Still, there are two current and seemingly insurmountable obstacles blocking intranasal naloxone for at-home opioid rescue. First, there is no widespread distribution of prefilled naloxone syringes and atomizer tips; in fact, there does not even appear to be a single mail-order source where both items can be purchased together. Therefore, today, a qualified healthcare provider cannot simply write an intranasal naloxone prescription for delivery at a local pharmacy along with the patient’s opioid prescription. Second, U.S. government agencies have not shown any interest in intranasal naloxone as a risk-mitigation strategy having robust potential for countering rising concerns about prescription-opioid overdoses and deaths.
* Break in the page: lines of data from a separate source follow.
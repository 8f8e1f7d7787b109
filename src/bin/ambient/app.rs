//! Command runners: realtime playback, offline simulation and device info.

use std::thread;
use std::time::{Duration, Instant};

use color_eyre::eyre::{Result as EyreResult, WrapErr};
use tracing::info;

use ambient_drift::render::{list_devices, OutputHost, RenderToolkit};
use ambient_drift::AudioToolkit;
use ambient_drift::{
    ControlAction, ControlPanel, Engine, EngineSettings, LayerKind, LedgerToolkit,
};

use super::ui::UiApp;

/// How often the control loop wakes to fire due cues.
pub const PUMP_INTERVAL: Duration = Duration::from_millis(20);

/// Headless status lines are logged this often.
const STATUS_INTERVAL: Duration = Duration::from_secs(10);

/// One pass of the control loop: surface actions, due cues, freed nodes.
pub fn tick(engine: &mut Engine<RenderToolkit>, panel: &mut ControlPanel) {
    engine.service(panel);
    engine.pump();
    engine.toolkit_mut().collect_garbage();
}

pub fn play(settings: EngineSettings, headless: bool, duration: Option<f64>) -> EyreResult<()> {
    let (host, toolkit) = OutputHost::open().wrap_err("failed to open audio output")?;
    let mut engine = Engine::new(toolkit, settings);

    let result = if headless {
        run_headless(&mut engine, duration)
    } else {
        let mut terminal = ratatui::init();
        let result = UiApp::new(&host).run(&mut terminal, &mut engine);
        ratatui::restore();
        result
    };

    engine.dispose_all();
    // Let the audio thread apply the disposals before the stream goes away.
    thread::sleep(PUMP_INTERVAL * 5);
    engine.toolkit_mut().collect_garbage();
    drop(host);
    result
}

fn run_headless(engine: &mut Engine<RenderToolkit>, duration: Option<f64>) -> EyreResult<()> {
    let mut panel = ControlPanel::new();
    panel.press(ControlAction::Start);

    let started = Instant::now();
    let mut last_status = Instant::now();
    println!("Playing (seed {})... Press Ctrl+C to stop", engine.current_seed());

    loop {
        tick(engine, &mut panel);
        if panel.failures() > 0 && !engine.is_playing() {
            return Err(color_eyre::eyre::eyre!("audio output did not start"));
        }
        if last_status.elapsed() >= STATUS_INTERVAL {
            let snapshot = engine.snapshot();
            info!(
                tempo_bpm = snapshot.tempo_bpm,
                scene = snapshot.scene.unwrap_or("-"),
                density = snapshot.density.unwrap_or(0.0),
                level_db = snapshot.level_db.unwrap_or(f32::NEG_INFINITY),
                "status"
            );
            last_status = Instant::now();
        }
        if duration.is_some_and(|d| started.elapsed().as_secs_f64() >= d) {
            break;
        }
        thread::sleep(PUMP_INTERVAL);
    }
    panel.press(ControlAction::Stop);
    tick(engine, &mut panel);
    Ok(())
}

pub fn simulate(settings: EngineSettings, seconds: f64, step: f64) -> EyreResult<()> {
    let mut toolkit = LedgerToolkit::new();
    toolkit.set_recording(false);
    let mut engine = Engine::new(toolkit, settings);
    engine.play().wrap_err("engine failed to start")?;

    let step = step.max(1e-3);
    let mut tempo_range = (f64::MAX, f64::MIN);
    while engine.toolkit().current_time() < seconds {
        engine.toolkit_mut().advance(step);
        engine.pump();
        let now = engine.toolkit().current_time();
        let bpm = engine.transport().tempo.value_at(now);
        tempo_range = (tempo_range.0.min(bpm), tempo_range.1.max(bpm));
    }

    let snapshot = engine.snapshot();
    let owned = engine.owned_nodes();
    let counts = engine.trigger_counts();
    engine.dispose_all();
    let tk = engine.toolkit();

    println!("=== ambient simulate ===");
    println!("Seed: {}", snapshot.seed);
    println!("Simulated: {:.1} s in {:.3} s steps", snapshot.time, step);
    println!();
    println!("Triggers:");
    for (layer, count) in LayerKind::ALL.iter().zip(counts) {
        let live = if snapshot.layers.contains(layer) { "" } else { " (disabled)" };
        println!("  {:<8} {}{}", layer.name(), count, live);
    }
    if let Some(stats) = snapshot.rhythm {
        println!();
        println!("Static engine:");
        println!("  scene     {}", snapshot.scene.unwrap_or("-"));
        println!("  density   {:.2}", snapshot.density.unwrap_or(0.0));
        println!("  hits      {} ({} sounded)", stats.hits, stats.sounded);
        println!("  sprinkles {}", stats.sprinkles);
        println!("  windows   {} ({} bursts)", stats.windows, stats.window_bursts);
    }
    println!();
    println!("Tempo range: {:.1} - {:.1} BPM", tempo_range.0, tempo_range.1);
    println!(
        "Nodes: {} owned while playing, {} created, {} disposed, {} live",
        owned,
        tk.created_count(),
        tk.disposed_count(),
        tk.live_count()
    );
    Ok(())
}

pub fn info() -> EyreResult<()> {
    println!("ambient {}", env!("CARGO_PKG_VERSION"));
    println!();
    let devices = list_devices().wrap_err("failed to enumerate output devices")?;
    if devices.is_empty() {
        println!("No output devices found");
        return Ok(());
    }
    println!("Output devices:");
    for device in devices {
        let marker = if device.is_default { "*" } else { " " };
        let config = device.default_config.unwrap_or_else(|| "no default config".to_string());
        println!(" {} {}  [{}]", marker, device.name, config);
    }
    Ok(())
}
Reasons for such disinterest are unclear and baffling; and further, perhaps as a consequence, manufacturers and distributors also have not shown any interest in pursuing the marketing of a take-home intranasal naloxone kit.

Conclusion

As Jill Harris, Managing Director of Public Policy at the Drug Policy Alliance, has noted: “Tens of thousands of lives could be saved if naloxone were more widely available and more people (including doctors, pharmacists and other healthcare professionals, as well as law enforcement professionals many of whom are currently unfamiliar with naloxone), were trained in its use. Providing take-home naloxone to opioid users, along with instructions for its use, could significantly reduce the number of accidental overdose deaths.”29

Yet, probably nothing will be done on a nationwide scale to make this antidote more readily accessible until healthcare professionals, their patients, and relevant stakeholder organizations recognize the life-saving potential of intranasal naloxone and demand its availability.

Disclosure

The author has no financial interests in or any relationships with manufacturers, distributors, or marketers of naloxone products.